**PROBLEM:**
Each line below must be printed again exactly.
AVAILABLE RECORDS START
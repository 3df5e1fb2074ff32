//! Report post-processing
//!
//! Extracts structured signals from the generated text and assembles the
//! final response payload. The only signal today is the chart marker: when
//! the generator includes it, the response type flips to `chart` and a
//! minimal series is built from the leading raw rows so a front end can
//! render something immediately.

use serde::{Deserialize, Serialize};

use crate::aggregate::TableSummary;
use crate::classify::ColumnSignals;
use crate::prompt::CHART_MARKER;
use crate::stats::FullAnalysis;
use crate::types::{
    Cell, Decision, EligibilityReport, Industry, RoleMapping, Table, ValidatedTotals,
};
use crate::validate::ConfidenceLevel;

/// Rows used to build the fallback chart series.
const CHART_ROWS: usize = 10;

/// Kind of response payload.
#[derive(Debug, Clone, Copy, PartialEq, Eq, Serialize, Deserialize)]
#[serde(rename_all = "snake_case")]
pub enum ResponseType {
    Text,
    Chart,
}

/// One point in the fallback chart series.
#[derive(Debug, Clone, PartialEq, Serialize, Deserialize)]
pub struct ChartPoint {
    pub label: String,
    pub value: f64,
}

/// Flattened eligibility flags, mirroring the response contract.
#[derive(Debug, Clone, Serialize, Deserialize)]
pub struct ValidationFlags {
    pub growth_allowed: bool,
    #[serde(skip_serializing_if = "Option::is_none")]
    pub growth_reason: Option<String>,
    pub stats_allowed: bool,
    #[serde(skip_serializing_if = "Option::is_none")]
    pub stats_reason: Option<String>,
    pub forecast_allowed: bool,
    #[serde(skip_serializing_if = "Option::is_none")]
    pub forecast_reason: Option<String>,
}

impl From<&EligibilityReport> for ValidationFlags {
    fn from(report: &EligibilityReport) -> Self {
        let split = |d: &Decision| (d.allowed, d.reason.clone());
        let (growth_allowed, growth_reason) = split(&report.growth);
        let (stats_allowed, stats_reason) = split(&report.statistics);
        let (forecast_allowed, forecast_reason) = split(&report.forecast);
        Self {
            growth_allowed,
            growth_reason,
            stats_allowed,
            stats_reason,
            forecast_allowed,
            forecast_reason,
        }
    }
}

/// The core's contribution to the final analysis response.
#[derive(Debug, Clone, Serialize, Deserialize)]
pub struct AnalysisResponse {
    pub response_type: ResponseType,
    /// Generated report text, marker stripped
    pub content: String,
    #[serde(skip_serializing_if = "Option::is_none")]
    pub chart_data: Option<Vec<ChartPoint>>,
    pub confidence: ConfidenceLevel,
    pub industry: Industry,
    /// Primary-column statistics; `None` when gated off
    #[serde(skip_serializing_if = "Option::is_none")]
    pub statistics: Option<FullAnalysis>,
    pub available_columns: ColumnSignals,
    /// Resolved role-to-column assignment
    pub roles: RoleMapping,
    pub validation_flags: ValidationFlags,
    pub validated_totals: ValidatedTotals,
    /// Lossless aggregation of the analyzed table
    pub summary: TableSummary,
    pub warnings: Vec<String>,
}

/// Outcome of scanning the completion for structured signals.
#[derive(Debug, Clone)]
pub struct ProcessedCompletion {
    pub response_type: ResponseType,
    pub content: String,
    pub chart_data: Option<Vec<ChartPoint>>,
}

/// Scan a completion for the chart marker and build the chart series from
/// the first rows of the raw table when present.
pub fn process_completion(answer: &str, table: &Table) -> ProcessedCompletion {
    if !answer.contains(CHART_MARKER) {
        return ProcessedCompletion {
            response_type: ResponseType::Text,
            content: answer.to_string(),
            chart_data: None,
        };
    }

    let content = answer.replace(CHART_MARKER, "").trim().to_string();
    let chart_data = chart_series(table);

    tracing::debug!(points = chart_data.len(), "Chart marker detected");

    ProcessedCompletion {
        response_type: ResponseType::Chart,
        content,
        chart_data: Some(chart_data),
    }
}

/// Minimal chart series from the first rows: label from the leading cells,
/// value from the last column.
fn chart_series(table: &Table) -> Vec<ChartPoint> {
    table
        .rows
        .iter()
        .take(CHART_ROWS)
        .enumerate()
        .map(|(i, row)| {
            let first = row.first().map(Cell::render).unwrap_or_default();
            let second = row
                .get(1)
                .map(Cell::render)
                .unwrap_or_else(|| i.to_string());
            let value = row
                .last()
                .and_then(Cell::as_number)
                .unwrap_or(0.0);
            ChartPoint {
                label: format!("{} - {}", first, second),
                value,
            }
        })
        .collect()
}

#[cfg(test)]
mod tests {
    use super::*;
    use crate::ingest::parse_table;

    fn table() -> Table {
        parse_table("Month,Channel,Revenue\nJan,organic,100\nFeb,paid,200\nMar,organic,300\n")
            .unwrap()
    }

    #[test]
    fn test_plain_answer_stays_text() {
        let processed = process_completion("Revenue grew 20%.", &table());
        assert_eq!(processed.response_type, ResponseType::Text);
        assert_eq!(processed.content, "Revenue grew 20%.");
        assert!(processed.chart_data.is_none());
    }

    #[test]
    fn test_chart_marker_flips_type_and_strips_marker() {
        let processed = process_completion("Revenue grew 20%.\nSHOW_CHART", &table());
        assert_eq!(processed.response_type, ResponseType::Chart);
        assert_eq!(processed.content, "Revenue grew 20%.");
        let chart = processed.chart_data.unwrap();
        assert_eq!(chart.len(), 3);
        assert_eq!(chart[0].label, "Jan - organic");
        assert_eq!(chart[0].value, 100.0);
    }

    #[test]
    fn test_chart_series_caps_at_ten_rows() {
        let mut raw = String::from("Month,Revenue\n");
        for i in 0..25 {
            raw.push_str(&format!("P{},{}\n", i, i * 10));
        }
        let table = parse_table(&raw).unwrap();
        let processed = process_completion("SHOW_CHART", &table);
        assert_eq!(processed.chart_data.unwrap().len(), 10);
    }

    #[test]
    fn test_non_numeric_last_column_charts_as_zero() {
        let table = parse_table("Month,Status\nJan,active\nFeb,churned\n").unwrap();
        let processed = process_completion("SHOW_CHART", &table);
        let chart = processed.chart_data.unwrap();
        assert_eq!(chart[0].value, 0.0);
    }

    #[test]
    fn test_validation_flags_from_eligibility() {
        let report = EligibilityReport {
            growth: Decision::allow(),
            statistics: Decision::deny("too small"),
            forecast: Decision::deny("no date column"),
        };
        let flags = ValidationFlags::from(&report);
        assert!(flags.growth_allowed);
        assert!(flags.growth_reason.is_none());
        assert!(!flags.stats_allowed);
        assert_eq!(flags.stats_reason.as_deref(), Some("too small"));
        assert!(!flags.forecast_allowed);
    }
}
AVAILABLE RECORDS END
**TASK RESPONSE:**
repository 3df5e1fb2074ff32
//! Report post-processing
//!
//! Extracts structured signals from the generated text and assembles the
//! final response payload. The only signal today is the chart marker: when
//! the generator includes it, the response type flips to `chart` and a
//! minimal series is built from the leading raw rows so a front end can
//! render something immediately.

use serde::{Deserialize, Serialize};

use crate::aggregate::TableSummary;
use crate::classify::ColumnSignals;
use crate::prompt::CHART_MARKER;
use crate::stats::FullAnalysis;
use crate::types::{
    Cell, Decision, EligibilityReport, Industry, RoleMapping, Table, ValidatedTotals,
};
use crate::validate::ConfidenceLevel;

/// Rows used to build the fallback chart series.
const CHART_ROWS: usize = 10;

/// Kind of response payload.
#[derive(Debug, Clone, Copy, PartialEq, Eq, Serialize, Deserialize)]
#[serde(rename_all = "snake_case")]
pub enum ResponseType {
    Text,
    Chart,
}

/// One point in the fallback chart series.
#[derive(Debug, Clone, PartialEq, Serialize, Deserialize)]
pub struct ChartPoint {
    pub label: String,
    pub value: f64,
}

/// Flattened eligibility flags, mirroring the response contract.
#[derive(Debug, Clone, Serialize, Deserialize)]
pub struct ValidationFlags {
    pub growth_allowed: bool,
    #[serde(skip_serializing_if = "Option::is_none")]
    pub growth_reason: Option<String>,
    pub stats_allowed: bool,
    #[serde(skip_serializing_if = "Option::is_none")]
    pub stats_reason: Option<String>,
    pub forecast_allowed: bool,
    #[serde(skip_serializing_if = "Option::is_none")]
    pub forecast_reason: Option<String>,
}

impl From<&EligibilityReport> for ValidationFlags {
    fn from(report: &EligibilityReport) -> Self {
        let split = |d: &Decision| (d.allowed, d.reason.clone());
        let (growth_allowed, growth_reason) = split(&report.growth);
        let (stats_allowed, stats_reason) = split(&report.statistics);
        let (forecast_allowed, forecast_reason) = split(&report.forecast);
        Self {
            growth_allowed,
            growth_reason,
            stats_allowed,
            stats_reason,
            forecast_allowed,
            forecast_reason,
        }
    }
}

/// The core's contribution to the final analysis response.
#[derive(Debug, Clone, Serialize, Deserialize)]
pub struct AnalysisResponse {
    pub response_type: ResponseType,
    /// Generated report text, marker stripped
    pub content: String,
    #[serde(skip_serializing_if = "Option::is_none")]
    pub chart_data: Option<Vec<ChartPoint>>,
    pub confidence: ConfidenceLevel,
    pub industry: Industry,
    /// Primary-column statistics; `None` when gated off
    #[serde(skip_serializing_if = "Option::is_none")]
    pub statistics: Option<FullAnalysis>,
    pub available_columns: ColumnSignals,
    /// Resolved role-to-column assignment
    pub roles: RoleMapping,
    pub validation_flags: ValidationFlags,
    pub validated_totals: ValidatedTotals,
    /// Lossless aggregation of the analyzed table
    pub summary: TableSummary,
    pub warnings: Vec<String>,
}

/// Outcome of scanning the completion for structured signals.
#[derive(Debug, Clone)]
pub struct ProcessedCompletion {
    pub response_type: ResponseType,
    pub content: String,
    pub chart_data: Option<Vec<ChartPoint>>,
}

/// Scan a completion for the chart marker and build the chart series from
/// the first rows of the raw table when present.
pub fn process_completion(answer: &str, table: &Table) -> ProcessedCompletion {
    if !answer.contains(CHART_MARKER) {
        return ProcessedCompletion {
            response_type: ResponseType::Text,
            content: answer.to_string(),
            chart_data: None,
        };
    }

    let content = answer.replace(CHART_MARKER, "").trim().to_string();
    let chart_data = chart_series(table);

    tracing::debug!(points = chart_data.len(), "Chart marker detected");

    ProcessedCompletion {
        response_type: ResponseType::Chart,
        content,
        chart_data: Some(chart_data),
    }
}

/// Minimal chart series from the first rows: label from the leading cells,
/// value from the last column.
fn chart_series(table: &Table) -> Vec<ChartPoint> {
    table
        .rows
        .iter()
        .take(CHART_ROWS)
        .enumerate()
        .map(|(i, row)| {
            let first = row.first().map(Cell::render).unwrap_or_default();
            let second = row
                .get(1)
                .map(Cell::render)
                .unwrap_or_else(|| i.to_string());
            let value = row
                .last()
                .and_then(Cell::as_number)
                .unwrap_or(0.0);
            ChartPoint {
                label: format!("{} - {}", first, second),
                value,
            }
        })
        .collect()
}

#[cfg(test)]
mod tests {
    use super::*;
    use crate::ingest::parse_table;

    fn table() -> Table {
        parse_table("Month,Channel,Revenue\nJan,organic,100\nFeb,paid,200\nMar,organic,300\n")
            .unwrap()
    }

    #[test]
    fn test_plain_answer_stays_text() {
        let processed = process_completion("Revenue grew 20%.", &table());
        assert_eq!(processed.response_type, ResponseType::Text);
        assert_eq!(processed.content, "Revenue grew 20%.");
        assert!(processed.chart_data.is_none());
    }

    #[test]
    fn test_chart_marker_flips_type_and_strips_marker() {
        let processed = process_completion("Revenue grew 20%.\nSHOW_CHART", &table());
        assert_eq!(processed.response_type, ResponseType::Chart);
        assert_eq!(processed.content, "Revenue grew 20%.");
        let chart = processed.chart_data.unwrap();
        assert_eq!(chart.len(), 3);
        assert_eq!(chart[0].label, "Jan - organic");
        assert_eq!(chart[0].value, 100.0);
    }

    #[test]
    fn test_chart_series_caps_at_ten_rows() {
        let mut raw = String::from("Month,Revenue\n");
        for i in 0..25 {
            raw.push_str(&format!("P{},{}\n", i, i * 10));
        }
        let table = parse_table(&raw).unwrap();
        let processed = process_completion("SHOW_CHART", &table);
        assert_eq!(processed.chart_data.unwrap().len(), 10);
    }

    #[test]
    fn test_non_numeric_last_column_charts_as_zero() {
        let table = parse_table("Month,Status\nJan,active\nFeb,churned\n").unwrap();
        let processed = process_completion("SHOW_CHART", &table);
        let chart = processed.chart_data.unwrap();
        assert_eq!(chart[0].value, 0.0);
    }

    #[test]
    fn test_validation_flags_from_eligibility() {
        let report = EligibilityReport {
            growth: Decision::allow(),
            statistics: Decision::deny("too small"),
            forecast: Decision::deny("no date column"),
        };
        let flags = ValidationFlags::from(&report);
        assert!(flags.growth_allowed);
        assert!(flags.growth_reason.is_none());
        assert!(!flags.stats_allowed);
        assert_eq!(flags.stats_reason.as_deref(), Some("too small"));
        assert!(!flags.forecast_allowed);
    }
}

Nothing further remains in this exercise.